Data excerpts
==========
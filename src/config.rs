//! Configuration for plangate
//!
//! CLI arguments and environment variable handling using clap.

use clap::{Args as ClapArgs, Parser, Subcommand};
use std::path::PathBuf;

use crate::catalog::ContentKind;
use crate::features::FeatureFlag;
use crate::plan::{PlanSet, PlanTier};

/// plangate - tiered content catalog administration
#[derive(Parser, Debug, Clone)]
#[command(name = "plangate")]
#[command(about = "Inspect and administer the tiered content catalog")]
pub struct Args {
    /// MongoDB connection URI
    #[arg(long, env = "MONGODB_URI", default_value = "mongodb://localhost:27017")]
    pub mongodb_uri: String,

    /// MongoDB database name
    #[arg(long, env = "MONGODB_DB", default_value = "plangate")]
    pub mongodb_db: String,

    /// Use the in-memory store instead of MongoDB
    #[arg(long, env = "DEV_MODE", default_value = "false")]
    pub dev_mode: bool,

    /// Log level (trace, debug, info, warn, error)
    #[arg(long, env = "LOG_LEVEL", default_value = "info")]
    pub log_level: String,

    /// Log output format (text, json)
    #[arg(long, env = "LOG_FORMAT", default_value = "text")]
    pub log_format: String,

    /// Append administrator actions to this JSONL file
    #[arg(long, env = "AUDIT_LOG")]
    pub audit_log: Option<PathBuf>,

    /// Administrator id recorded for writes made from the CLI
    #[arg(long, env = "PLANGATE_ACTOR", default_value = "plangate-cli")]
    pub actor: String,

    #[command(subcommand)]
    pub command: Command,
}

#[derive(Subcommand, Debug, Clone)]
pub enum Command {
    /// Print the merged catalog for a content kind
    Resolve {
        kind: ContentKind,

        /// Only items this plan can open
        #[arg(long)]
        plan: Option<PlanTier>,

        #[arg(long)]
        category: Option<String>,

        #[arg(long)]
        age_range: Option<String>,

        /// Case-insensitive title/description search
        #[arg(long)]
        search: Option<String>,

        #[arg(long)]
        include_inactive: bool,
    },

    /// Change the access URL or active flag of a fixed item
    Override {
        item_id: String,

        #[arg(long, conflicts_with = "clear_url")]
        url: Option<String>,

        /// Go back to the default URL
        #[arg(long)]
        clear_url: bool,

        #[arg(long)]
        active: Option<bool>,
    },

    /// Restore a fixed item's default URL and re-activate it
    ResetOverride { item_id: String },

    /// Manage admin-authored items
    Dynamic {
        #[command(subcommand)]
        command: DynamicCommand,
    },

    /// Inspect or edit the plan/feature matrix
    Matrix {
        #[command(subcommand)]
        command: MatrixCommand,
    },

    /// Evaluate whether a plan may open an item
    Access {
        kind: ContentKind,
        item_id: String,

        /// Plan of the member being checked
        #[arg(long, default_value = "demo")]
        plan: PlanTier,

        /// Check as the administrator previewing `--plan`
        #[arg(long)]
        simulate: bool,
    },
}

#[derive(Subcommand, Debug, Clone)]
pub enum DynamicCommand {
    Add {
        kind: ContentKind,

        #[arg(long)]
        title: String,

        #[arg(long)]
        url: String,

        #[arg(long, default_value = "")]
        description: String,

        #[arg(long, default_value = "")]
        category: String,

        #[arg(long)]
        age_range: Option<String>,

        #[arg(long)]
        media_ref: Option<String>,

        #[command(flatten)]
        plans: PlanArgs,

        /// Store as a draft
        #[arg(long)]
        inactive: bool,
    },

    Update {
        kind: ContentKind,
        id: String,

        #[arg(long)]
        title: Option<String>,

        #[arg(long)]
        url: Option<String>,

        #[arg(long)]
        description: Option<String>,

        #[arg(long)]
        category: Option<String>,

        #[command(flatten)]
        plans: PlanArgs,

        #[arg(long)]
        active: Option<bool>,
    },

    Remove { kind: ContentKind, id: String },
}

#[derive(Subcommand, Debug, Clone)]
pub enum MatrixCommand {
    Show,

    Set {
        tier: PlanTier,
        feature: FeatureFlag,

        /// Include (true) or exclude (false)
        #[arg(action = clap::ArgAction::Set)]
        included: bool,
    },

    Reset,
}

/// Plan set given either as an explicit list or as a threshold
#[derive(ClapArgs, Debug, Clone, Default)]
pub struct PlanArgs {
    /// Comma-separated plan keys
    #[arg(long, value_delimiter = ',', conflicts_with = "min_plan")]
    pub plans: Option<Vec<PlanTier>>,

    /// This tier and every tier above it
    #[arg(long)]
    pub min_plan: Option<PlanTier>,
}

impl PlanArgs {
    pub fn to_plan_set(&self) -> Option<PlanSet> {
        match (&self.plans, self.min_plan) {
            (Some(plans), _) => Some(plans.iter().copied().collect()),
            (None, Some(min)) => Some(PlanSet::at_least(min)),
            (None, None) => None,
        }
    }
}

impl Args {
    /// Validate configuration
    pub fn validate(&self) -> Result<(), String> {
        if !self.dev_mode {
            if self.mongodb_uri.trim().is_empty() {
                return Err("MONGODB_URI is required unless DEV_MODE is set".to_string());
            }
            if self.mongodb_db.trim().is_empty() {
                return Err("MONGODB_DB is required unless DEV_MODE is set".to_string());
            }
        }

        if !matches!(self.log_format.as_str(), "text" | "json") {
            return Err(format!(
                "LOG_FORMAT must be 'text' or 'json', got '{}'",
                self.log_format
            ));
        }

        Ok(())
    }

    pub fn json_logs(&self) -> bool {
        self.log_format == "json"
    }
}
==========
Exercise directions
Only lines containing "enum" belong in the answer; copy every such line from the records.

Answer space
pub enum Command {
pub enum DynamicCommand {
pub enum MatrixCommand {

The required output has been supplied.